The Quest for Charisma

British Prime Minister Gordon Brown was the first European head of state to be invited to the White House. The unlikely duo of Obama-Brown will follow the Bush-Blair old boy’s club.

Ronald Reagan and Margaret Thatcher shared one heart and one soul; Tony Blair followed the example of Bill Clinton’s “New Democracy,” and its rejection of the old principles of European social democracy, with his own “New Labour Project.”

Clinton, however, urgently advised Blair to seek close ties with his successor, George W. Bush, something Blair in fact did, much to the dismay of many of his European critics.

Now it’s up to Gordon Brown to develop a relationship with Obama that deserves the label “special.” It’s popular to ridicule the “special relationship” between America and Great Britain as a result of Britain’s inability to come to terms with its post-imperial role in the world. But it cannot be denied that history, culture, blood, and language have fostered an inevitably lopsided relationship between the two countries that has often expressed itself in joint military operations.

The British government was concerned in recent months that Obama would give Great Britain the cold shoulder and de facto terminate their “special relationship.” People pointed to Blair’s role in the Iraq war, a war Obama voted against. Diplomats apprehensively recalled that Obama’s Kenyan grandfather had been mistreated by British colonial occupiers.

All the greater, then, the relief when it became clear that Obama held no grudges. Gordon Brown won the “European Beauty Contest” that ignites among European heads of state every time a new U.S. president takes office. He won the crown, while Angela Merkel and French President Nicolas Sarkozy, who worked feverishly to beat Gordon Brown out for the honor, had to settle for runners-up and a future date in Washington.

Obama not only praised the “special partnership” with Great Britain; he bestowed upon Gordon Brown, whose administration is on its last legs at home, the unusual honor of addressing a joint session of Congress.

That wasn’t accidental. Important figures in the new administration, Treasury Secretary Tim Geithner, Larry Summers, head of the National Economic Council, and Robert Reich, Obama’s economic advisor, are all long-time friends of Gordon Brown and all place great store in his economic expertise. Nobel laureate Paul Krugman also praised Brown in a New York Times article in which he said Brown had “dealt intelligently” with the financial crisis and because of his speedy action “saved the global financial system.”
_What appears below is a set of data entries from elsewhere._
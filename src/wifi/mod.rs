//! wifi
//!
//! Connecting to and disconnecting from WiFi networks.
//!
//! # Architecture
//!
//! WiFi operations go through the [`WifiManager`] trait:
//!
//! - [`NetshWifi`]: Windows, installs a WPA2-PSK profile and connects with it
//! - [`NmcliWifi`]: Unix, drives NetworkManager through `nmcli`
//!
//! Use [`system_wifi`] to get the implementation for the current platform.
//!
//! # Security
//!
//! Network keys are never logged or included in error messages.

mod netsh;
mod nmcli;
pub mod profile;

pub use netsh::NetshWifi;
pub use nmcli::NmcliWifi;

use std::path::PathBuf;
use thiserror::Error;

use crate::core::strings::is_blank;
use crate::runner::{CommandRunner, Platform, RunError};

/// Errors from WiFi operations.
#[derive(Debug, Error)]
pub enum WifiError {
    /// The SSID was empty or whitespace.
    #[error("an SSID is required to {0}")]
    MissingSsid(&'static str),

    /// The external tool could not be run or reported failure.
    #[error(transparent)]
    Command(#[from] RunError),

    /// The temporary WLAN profile could not be written.
    #[error("failed to write WLAN profile '{path}': {source}")]
    Profile {
        path: PathBuf,
        source: std::io::Error,
    },
}

/// Connects to and disconnects from WiFi networks.
pub trait WifiManager {
    /// Connect to the network `ssid` using the network key `password`.
    ///
    /// An empty password is passed through as-is.
    fn connect(&self, ssid: &str, password: &str) -> Result<(), WifiError>;

    /// Disconnect from the network `ssid` and forget it.
    fn disconnect(&self, ssid: &str) -> Result<(), WifiError>;
}

/// Reject a blank SSID before anything touches the system.
fn require_ssid(ssid: &str, operation: &'static str) -> Result<(), WifiError> {
    if is_blank(ssid) {
        Err(WifiError::MissingSsid(operation))
    } else {
        Ok(())
    }
}

/// Create the WiFi manager for `platform`.
///
/// `interface` restricts operations to one wireless interface.
pub fn system_wifi<R: CommandRunner + 'static>(
    runner: R,
    platform: Platform,
    interface: Option<String>,
) -> Box<dyn WifiManager> {
    match platform {
        Platform::Unix => Box::new(NmcliWifi::new(runner, interface)),
        Platform::Windows => Box::new(NetshWifi::new(runner, interface)),
    }
}

#[cfg(test)]
mod tests {
    use super::*;
    use crate::runner::mock::MockRunner;

    #[test]
    fn require_ssid_rejects_blank() {
        assert!(require_ssid("home", "connect").is_ok());

        let err = require_ssid("  ", "connect").unwrap_err();
        assert_eq!(err.to_string(), "an SSID is required to connect");
    }

    #[test]
    fn system_wifi_dispatches_by_platform() {
        let runner = MockRunner::new();
        let wifi = system_wifi(runner.clone(), Platform::Unix, None);
        wifi.disconnect("home").unwrap();
        assert_eq!(runner.calls()[0].program, "nmcli");

        let runner = MockRunner::new();
        let wifi = system_wifi(runner.clone(), Platform::Windows, None);
        wifi.disconnect("home").unwrap();
        assert_eq!(runner.calls()[0].program, "netsh");
    }
}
But the praise proved to be premature. The situation has steadily deteriorated since that time and the crisis has enveloped the entire world. America’s GDP has declined more drastically than first feared. It looks equally gloomy in Great Britain, while on the European continent, a threatening chasm between East and West has opened in the wake of the financial crisis.

The Anglo-American “special relationship” will change from the Bush-Blair days, concentrating not on the “Global War on Terrorism,” although that war will continue as Obama made unmistakably clear in his inaugural address. The priority now will be the struggle against global recession.

Gordon Brown belongs to a group jointly responsible for today’s financial misery. He was the architect of “tread lightly regulation” and in 1997 created a new, and as we now know, incompetent oversight system of the banking industry. But he does, however, have a reputation in the Obama team for knowing what’s now necessary.

Brown sees himself as the junior partner with a glamorous president in this dynamic duo, a partner whose radiance he hopes might also shine on him. Both men are convinced that a classic social-democratic policy of deficit spending is now called for, which is why both men are ramping up their respective national debt to record levels.

Brown will use his appearance before the U.S. Congress to deliver warnings about protectionist tendencies, to encourage equal trade, and to push the necessity of new international regulations. It won’t be easy to get those messages across. The Congress, with its Democratic majority, now tends toward national navel-gazing more strongly than in Bush’s day. This has raised alarm throughout Europe, as the events of the past few weeks have shown.

One thing Brown has not succeeded in doing: ridding himself of his predecessor’s shadow. Tony Blair, like the tortoise in his race with the hare, has already succeeded. He met with Obama in Washington, they got along famously, and, according to all accounts, even prayed together.